[AVAILABLE DATA Boundary: Start]
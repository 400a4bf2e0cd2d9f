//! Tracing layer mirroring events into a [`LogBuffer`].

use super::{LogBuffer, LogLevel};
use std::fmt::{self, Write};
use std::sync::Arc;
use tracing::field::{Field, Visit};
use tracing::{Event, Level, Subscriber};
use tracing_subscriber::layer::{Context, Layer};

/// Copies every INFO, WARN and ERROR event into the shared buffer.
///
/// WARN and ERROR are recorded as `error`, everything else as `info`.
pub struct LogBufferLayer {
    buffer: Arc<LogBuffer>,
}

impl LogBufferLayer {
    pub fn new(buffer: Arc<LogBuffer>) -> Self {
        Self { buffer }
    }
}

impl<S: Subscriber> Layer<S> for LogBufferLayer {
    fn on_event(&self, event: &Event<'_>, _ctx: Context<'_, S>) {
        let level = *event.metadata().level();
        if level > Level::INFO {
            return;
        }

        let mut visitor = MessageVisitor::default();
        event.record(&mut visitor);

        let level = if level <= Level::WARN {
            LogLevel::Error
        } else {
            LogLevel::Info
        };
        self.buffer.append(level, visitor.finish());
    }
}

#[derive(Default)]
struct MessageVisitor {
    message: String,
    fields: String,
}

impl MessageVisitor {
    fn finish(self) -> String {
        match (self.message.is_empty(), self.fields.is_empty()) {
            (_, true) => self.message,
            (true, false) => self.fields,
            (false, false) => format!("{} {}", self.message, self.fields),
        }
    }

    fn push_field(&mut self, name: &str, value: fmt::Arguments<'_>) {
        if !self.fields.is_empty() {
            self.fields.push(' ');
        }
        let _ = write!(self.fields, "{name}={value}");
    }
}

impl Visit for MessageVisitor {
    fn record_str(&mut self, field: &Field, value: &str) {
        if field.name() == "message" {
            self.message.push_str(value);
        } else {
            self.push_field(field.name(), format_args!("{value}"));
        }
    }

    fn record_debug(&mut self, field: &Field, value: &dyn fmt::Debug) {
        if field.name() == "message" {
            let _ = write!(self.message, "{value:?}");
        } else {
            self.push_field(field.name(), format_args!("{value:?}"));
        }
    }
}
[AVAILABLE DATA Boundary: End]
[AVAILABLE DATA Boundary: Start]
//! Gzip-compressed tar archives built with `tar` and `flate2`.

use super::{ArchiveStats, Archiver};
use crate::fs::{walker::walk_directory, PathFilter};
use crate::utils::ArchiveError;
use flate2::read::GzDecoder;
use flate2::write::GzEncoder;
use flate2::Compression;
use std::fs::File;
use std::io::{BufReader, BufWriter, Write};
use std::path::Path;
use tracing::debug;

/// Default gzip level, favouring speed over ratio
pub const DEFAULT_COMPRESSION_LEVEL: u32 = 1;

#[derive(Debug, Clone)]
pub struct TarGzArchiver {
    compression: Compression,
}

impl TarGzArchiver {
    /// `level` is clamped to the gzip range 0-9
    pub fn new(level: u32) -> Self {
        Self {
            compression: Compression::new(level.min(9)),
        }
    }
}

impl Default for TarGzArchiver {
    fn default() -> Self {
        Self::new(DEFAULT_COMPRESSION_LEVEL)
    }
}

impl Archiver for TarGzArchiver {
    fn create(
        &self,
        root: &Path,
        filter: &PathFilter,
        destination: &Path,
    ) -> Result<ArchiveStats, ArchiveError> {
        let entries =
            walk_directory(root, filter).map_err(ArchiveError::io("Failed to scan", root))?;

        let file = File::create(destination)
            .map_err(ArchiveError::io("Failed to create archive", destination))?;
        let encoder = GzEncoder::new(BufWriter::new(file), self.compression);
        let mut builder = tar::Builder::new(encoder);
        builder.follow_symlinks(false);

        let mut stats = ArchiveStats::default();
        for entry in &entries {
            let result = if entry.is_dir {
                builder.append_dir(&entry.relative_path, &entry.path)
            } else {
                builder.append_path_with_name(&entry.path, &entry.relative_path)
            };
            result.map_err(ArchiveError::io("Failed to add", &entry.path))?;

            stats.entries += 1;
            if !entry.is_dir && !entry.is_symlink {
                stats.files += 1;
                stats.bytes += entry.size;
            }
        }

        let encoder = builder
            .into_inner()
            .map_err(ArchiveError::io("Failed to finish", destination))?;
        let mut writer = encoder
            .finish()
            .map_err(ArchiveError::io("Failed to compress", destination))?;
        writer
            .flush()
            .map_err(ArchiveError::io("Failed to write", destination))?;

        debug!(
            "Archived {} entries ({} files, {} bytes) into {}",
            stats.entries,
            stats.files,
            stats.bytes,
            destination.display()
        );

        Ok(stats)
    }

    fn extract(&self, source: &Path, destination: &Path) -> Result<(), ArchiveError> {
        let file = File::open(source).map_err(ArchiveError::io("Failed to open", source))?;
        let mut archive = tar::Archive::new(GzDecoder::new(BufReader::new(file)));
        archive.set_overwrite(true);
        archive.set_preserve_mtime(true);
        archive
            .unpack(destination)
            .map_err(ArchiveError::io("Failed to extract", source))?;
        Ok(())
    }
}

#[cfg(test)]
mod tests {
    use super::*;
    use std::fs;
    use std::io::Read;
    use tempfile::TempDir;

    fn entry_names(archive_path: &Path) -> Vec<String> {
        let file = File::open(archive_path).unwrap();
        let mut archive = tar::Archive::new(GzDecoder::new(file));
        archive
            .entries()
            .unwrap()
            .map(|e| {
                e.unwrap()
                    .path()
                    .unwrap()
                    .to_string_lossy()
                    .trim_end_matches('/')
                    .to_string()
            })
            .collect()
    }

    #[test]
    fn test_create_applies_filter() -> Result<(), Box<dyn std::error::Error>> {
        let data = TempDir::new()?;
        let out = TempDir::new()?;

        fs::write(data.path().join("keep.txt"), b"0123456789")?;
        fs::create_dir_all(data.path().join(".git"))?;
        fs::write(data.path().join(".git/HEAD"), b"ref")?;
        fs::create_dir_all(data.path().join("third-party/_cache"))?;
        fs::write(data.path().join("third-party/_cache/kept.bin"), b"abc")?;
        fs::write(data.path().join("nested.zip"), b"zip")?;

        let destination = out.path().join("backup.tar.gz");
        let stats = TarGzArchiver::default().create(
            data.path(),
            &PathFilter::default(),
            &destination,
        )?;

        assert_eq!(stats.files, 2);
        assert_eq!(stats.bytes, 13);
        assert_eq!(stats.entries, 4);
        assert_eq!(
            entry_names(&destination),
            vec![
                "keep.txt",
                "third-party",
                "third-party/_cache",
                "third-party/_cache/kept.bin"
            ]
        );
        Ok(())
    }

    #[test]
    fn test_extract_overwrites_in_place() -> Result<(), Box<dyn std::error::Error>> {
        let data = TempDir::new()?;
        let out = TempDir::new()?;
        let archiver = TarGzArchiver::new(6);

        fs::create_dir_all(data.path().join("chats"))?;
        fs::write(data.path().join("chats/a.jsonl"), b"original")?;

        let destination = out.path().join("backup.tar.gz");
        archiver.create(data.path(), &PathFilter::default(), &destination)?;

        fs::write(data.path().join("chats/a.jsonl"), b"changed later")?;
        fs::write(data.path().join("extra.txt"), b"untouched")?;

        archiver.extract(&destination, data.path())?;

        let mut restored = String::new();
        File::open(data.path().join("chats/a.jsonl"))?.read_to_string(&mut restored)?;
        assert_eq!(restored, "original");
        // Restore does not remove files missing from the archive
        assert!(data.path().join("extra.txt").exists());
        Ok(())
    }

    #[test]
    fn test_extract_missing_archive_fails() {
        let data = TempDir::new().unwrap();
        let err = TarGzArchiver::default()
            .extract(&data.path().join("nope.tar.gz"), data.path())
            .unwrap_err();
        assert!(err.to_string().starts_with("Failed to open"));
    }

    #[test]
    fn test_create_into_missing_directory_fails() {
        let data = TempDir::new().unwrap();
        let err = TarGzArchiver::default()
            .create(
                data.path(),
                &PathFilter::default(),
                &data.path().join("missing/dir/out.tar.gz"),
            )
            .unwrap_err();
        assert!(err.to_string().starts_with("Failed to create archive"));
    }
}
[AVAILABLE DATA Boundary: End]
=== ASSIGNED TASK ===
All lines of the listing that contain the word "entries" should be copied out.

=== WRITTEN REPLY ===
        let entries =
        for entry in &entries {
            stats.entries += 1;
            "Archived {} entries ({} files, {} bytes) into {}",
            stats.entries,
            .entries()
        assert_eq!(stats.entries, 4);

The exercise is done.